OK, so my celebrity sighting was Deepak Chopra, but still, I know what he means.
2. ” Spotlight On: Iceland” by Perrin Smith
Perrin Smith presents Spotlight On: Iceland posted at nod ‘n’ smile. For those of you who, like me, are smack dab in the middle of the 2011 summer heat wave, Perrin Smith’s beautiful photos will make you want to dive right into the computer screen to cool off. Perrin found some things rather surprising, such as:
“…how fashionable everyone is, the extremely low crime rate (less than 200 inmates in the entire country!), the presence of taxidermied animals in a large number of stores, the policeman who whipped out a portable credit card machine to let us pay our speeding ticket.”
3. “Traveling with Kids to Stockholm” by Rebecca
“You are most likely familiar with characters like Pippi Longstocking and in Stockholm you will find a place with her and all of the other unique personalities that the author Astrid Lindgren invented. At Junibacken, kids get to touch and feel the environments described in the books and films and there is also material for English speakers so this is a good choice when you travel to Stockholm with kids.”
I loved Pippi Longstocking as a kid, even going so far as putting wires in my hair to imitate her wacky braids. Rebecca’s post gives plenty of other tips, too, for traveling in Stockholm with kids.
4. “Travel Diaries : Batu Karas, West Java, Indonesia” by Jairo Al Jairo
“Finally after 7 hours of tense travel, we arrived in Batu Karas at 8 am. Why tense travel? My friend who driving was so crazy. We felt a few times near death. Horrible! In the holidays like this, many peoples visited here and it was difficult to find a place to stay.”
Still, I still enjoyed this post, especially the beautiful beach photos – sigh!
5. “NAIMAS! (Delicious!)” by Anna Beatrix Dela Torre
“Lakwatsa (wandering/travel around) Connoisseur is a blog about everything and anything that can spice up your boring old life. It is an ultimate guide for every lakwatsera (a person who likes and enjoys wandering/traveling/going out)”

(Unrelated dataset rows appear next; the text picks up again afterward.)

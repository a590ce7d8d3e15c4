use egui::Color32;
use serde::{Deserialize, Serialize};

use crate::classify::EntityCategory;

/// Marker appearance of one entity category.
#[derive(Clone, Copy, Debug, PartialEq, Serialize, Deserialize)]
pub struct StyleCategory {
    pub color: Color32,
    pub size: f32,
}

impl StyleCategory {
    pub const fn new(color: Color32, size: f32) -> Self {
        Self { color, size }
    }
}

/// Colors and sizes used by both rendering backends.
#[derive(Clone, Debug, PartialEq, Serialize, Deserialize)]
pub struct StyleGraph {
    pub clinical_trial: StyleCategory,
    pub drug: StyleCategory,
    pub condition: StyleCategory,
    pub outcome: StyleCategory,
    pub other: StyleCategory,
    pub edge: Color32,
    pub edge_width: f32,
    pub marker_outline: Color32,
}

impl Default for StyleGraph {
    fn default() -> Self {
        Self {
            clinical_trial: StyleCategory::new(Color32::from_rgb(0x1f, 0x77, 0xb4), 20.), // Blue
            drug: StyleCategory::new(Color32::from_rgb(0xff, 0x7f, 0x0e), 25.),           // Orange
            condition: StyleCategory::new(Color32::from_rgb(0x2c, 0xa0, 0x2c), 22.),      // Green
            outcome: StyleCategory::new(Color32::from_rgb(0x94, 0x67, 0xbd), 18.),        // Purple
            other: StyleCategory::new(Color32::from_rgb(0xd6, 0x27, 0x28), 15.),          // Red
            edge: Color32::from_rgb(0x88, 0x88, 0x88),
            edge_width: 1.,
            marker_outline: Color32::from_rgb(0x2f, 0x4f, 0x4f), // Dark Slate Grey
        }
    }
}

impl StyleGraph {
    pub fn category(&self, category: EntityCategory) -> StyleCategory {
        match category {
            EntityCategory::ClinicalTrial => self.clinical_trial,
            EntityCategory::Drug => self.drug,
            EntityCategory::Condition => self.condition,
            EntityCategory::Outcome => self.outcome,
            EntityCategory::Other => self.other,
        }
    }
}

/// `#rrggbb` form used in HTML documents.
pub fn to_hex(c: Color32) -> String {
    format!("#{:02x}{:02x}{:02x}", c.r(), c.g(), c.b())
}

#[cfg(test)]
mod tests {
    use super::*;

    #[test]
    fn hex_of_palette() {
        let style = StyleGraph::default();
        assert_eq!(to_hex(style.clinical_trial.color), "#1f77b4");
        assert_eq!(to_hex(style.other.color), "#d62728");
        assert_eq!(to_hex(style.edge), "#888888");
    }

    #[test]
    fn sizes_follow_category() {
        let style = StyleGraph::default();
        assert_eq!(style.category(EntityCategory::Drug).size, 25.);
        assert_eq!(style.category(EntityCategory::Outcome).size, 18.);
    }
}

In this exuberant post, Anna Beatrix Dela Torre and her sister were on the hunt for regional cuisine:
Last Friday, we went to Ilocos Sur just for a weekend food trip. Seryoso, we just went there to eat! I literally gained 5 pounds because of all the stuff I ate. I have impatso (indigestion) right now, but no regrets, just love (Katy Perry, 2010).
I love all the slang she uses. Can’t say I understood it all, but Anna’s writing is as flavorful as the food she describes.
6. “A Nice Day for a Walk” by Stephen Sovie
“One activity that is enjoyed by foreign tourists and expats who live in Penang is walking around the area enjoying the beautiful scenery and fantastic architecture. In Georgetown on any given day one can see hundreds of people walking the streets with their cameras around their necks.”
I love taking photo walks, too, although it’s too darn hot for that right now in Texas. Walking in Penang comes with its own unique set of hazards, which Steven Sovie explains in his post.
7. “Interview with Seasoned Hitchhiker Irv Thomas: Part 1 Hitching at 16 & Dropping Out” by Byteful Travel
Byteful Travel presents “Interview with Seasoned Hitchhiker Irv Thomas: Part 1 Hitching at 16 & Dropping Out” posted at Byteful Travel, saying,
“A few weeks ago I had the honor of interviewing one of the most fascinating people I’ve ever met, and certainly one of the most unique people I spent time with during my 5+ month car-less solo journey to the US West Coast and back. In addition to hitchhiking across the US and Europe, he has biked across Canada, written multiple books, and has been happily jobless for over 40 years now. And as far as I know, he’s been hitchhiking, on and off, for longer than anyone else alive: over 66 years!”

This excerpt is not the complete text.